Founded in 1987 and located in Germany Lavera make 100% certified natural suncare products with plant ingredients, using organic where possible. Their products are all free from cruelty, parabens, SLS, silicone, paraffin, GMO ingredients, synthetic preservatives, synthetic emulsifiers, synthetic fragrances, synthetic colours. Most of their products are gluten-free and vegan. Each product page helpfully lists all the ingredients contained in each product.  The company is certified by NaTrue. Interestingly the American version of the Lavera website says it’s an ‘organic’ skincare company, while the German one simply states ‘natural’ skincare using organic ingredients. Their website states that since the enactment of the EU Regulation on Cosmetic Products in 2013, particles between 1 and 100 nm must be declared under the term ‘nano’ in the ingredient list of sun protection products, e.g. ‘titanium dioxide (nano)’. It goes on to state that ‘lavera sun protection products comply 100% with EU regulations and the Regulation on Cosmetic Products and meet their requirements regarding the use of nano-particles. Considering this and the fact that the list of ingredients in their sun cream only lists titanium dioxide I’m going to conclude that they don’t use nano particles.

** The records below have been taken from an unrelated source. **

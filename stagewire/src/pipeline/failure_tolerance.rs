//! Failure policies and failure bookkeeping for a run.
//!
//! Each stage declares what its failed instances mean for the run:
//! fail-fast (stop dispatching, let running instances finish) or ignore
//! (record and carry on).

use crate::errors::ExecutionError;
use chrono::{DateTime, Utc};
use serde::{Deserialize, Serialize};
use std::collections::BTreeSet;

/// How to handle a failed instance of a stage.
#[derive(Debug, Clone, Copy, PartialEq, Eq, Hash, Default, Serialize, Deserialize)]
#[serde(rename_all = "snake_case")]
pub enum FailurePolicy {
    /// Stop the run on the first failure (default).
    #[default]
    FailFast,
    /// Record the failure; siblings and the run continue.
    Ignore,
}

/// Record of a failed stage instance.
#[derive(Debug, Clone, Serialize, Deserialize)]
pub struct FailureRecord {
    /// Stage name.
    pub stage: String,
    /// Instance key.
    pub key: String,
    /// What went wrong.
    pub error: ExecutionError,
    /// The stage's policy at the time.
    pub policy: FailurePolicy,
    /// Working directory, kept for inspection.
    pub work_dir: Option<String>,
    /// When the failure was observed.
    pub timestamp: DateTime<Utc>,
}

impl FailureRecord {
    /// Creates a new failure record.
    #[must_use]
    pub fn new(
        stage: impl Into<String>,
        key: impl Into<String>,
        error: ExecutionError,
        policy: FailurePolicy,
    ) -> Self {
        Self {
            stage: stage.into(),
            key: key.into(),
            error,
            policy,
            work_dir: None,
            timestamp: Utc::now(),
        }
    }

    /// Sets the working directory.
    #[must_use]
    pub fn with_work_dir(mut self, dir: impl Into<String>) -> Self {
        self.work_dir = Some(dir.into());
        self
    }

    /// Returns true if this failure aborts the run.
    #[must_use]
    pub fn is_fatal(&self) -> bool {
        self.policy == FailurePolicy::FailFast
            && !matches!(self.error, ExecutionError::Cancelled { .. })
    }
}

/// Collects failures during a run.
#[derive(Debug, Default)]
pub struct FailureCollector {
    failures: Vec<FailureRecord>,
    failed_stages: BTreeSet<String>,
    fatal: bool,
}

impl FailureCollector {
    /// Creates an empty collector.
    #[must_use]
    pub fn new() -> Self {
        Self::default()
    }

    /// Records a failure; returns true if it is the first fatal one.
    pub fn record(&mut self, record: FailureRecord) -> bool {
        let first_fatal = record.is_fatal() && !self.fatal;
        self.fatal |= record.is_fatal();
        self.failed_stages.insert(record.stage.clone());
        self.failures.push(record);
        first_fatal
    }

    /// Returns true if dispatching must stop.
    #[must_use]
    pub fn should_stop(&self) -> bool {
        self.fatal
    }

    /// Returns true if any instance of `stage` failed.
    #[must_use]
    pub fn has_failed(&self, stage: &str) -> bool {
        self.failed_stages.contains(stage)
    }

    /// All failures in observation order.
    #[must_use]
    pub fn failures(&self) -> &[FailureRecord] {
        &self.failures
    }

    /// Consumes the collector.
    #[must_use]
    pub fn into_failures(self) -> Vec<FailureRecord> {
        self.failures
    }
}

#[cfg(test)]
mod tests {
    use super::*;

    fn exit_error() -> ExecutionError {
        ExecutionError::NonZeroExit {
            code: 1,
            stderr_tail: "boom".to_string(),
        }
    }

    #[test]
    fn test_fail_fast_stops() {
        let mut collector = FailureCollector::new();
        assert!(!collector.should_stop());

        let first = collector.record(FailureRecord::new("align", "S1", exit_error(), FailurePolicy::FailFast));
        assert!(first);
        assert!(collector.should_stop());
        assert!(collector.has_failed("align"));

        let second = collector.record(FailureRecord::new("align", "S2", exit_error(), FailurePolicy::FailFast));
        assert!(!second);
        assert_eq!(collector.failures().len(), 2);
    }

    #[test]
    fn test_ignore_does_not_stop() {
        let mut collector = FailureCollector::new();
        collector.record(FailureRecord::new("qc", "S1", exit_error(), FailurePolicy::Ignore));

        assert!(!collector.should_stop());
        assert!(collector.has_failed("qc"));
    }

    #[test]
    fn test_cancellation_is_not_fatal() {
        let record = FailureRecord::new(
            "align",
            "S1",
            ExecutionError::Cancelled {
                reason: "ctrl-c".to_string(),
            },
            FailurePolicy::FailFast,
        );
        assert!(!record.is_fatal());
    }

    #[test]
    fn test_record_serializes() {
        let record = FailureRecord::new("align", "S1", exit_error(), FailurePolicy::FailFast)
            .with_work_dir("/work/run/align/S1");
        let json = serde_json::to_value(&record).unwrap();

        assert_eq!(json["error"]["kind"], "non_zero_exit");
        assert_eq!(json["policy"], "fail_fast");
        assert_eq!(json["work_dir"], "/work/run/align/S1");
    }
}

The company JASÖN® have been running since 1959 and offer both mineral and non-mineral sunscreens that are free of cruelty, mineral oils, lanolin, petrolatum and nanoparticles. Where palm oil or palm derived products are used in their products the company states that they are obtained from sources that support organic and/or sustainable palm practices.  Their products do not contain meat or any products obtained from killing animals. They state that their skincare is classed as natural, although some individual products are 100% organic and certified as such by the USDA in the USA. The BUAV bunny is visible on the UK website.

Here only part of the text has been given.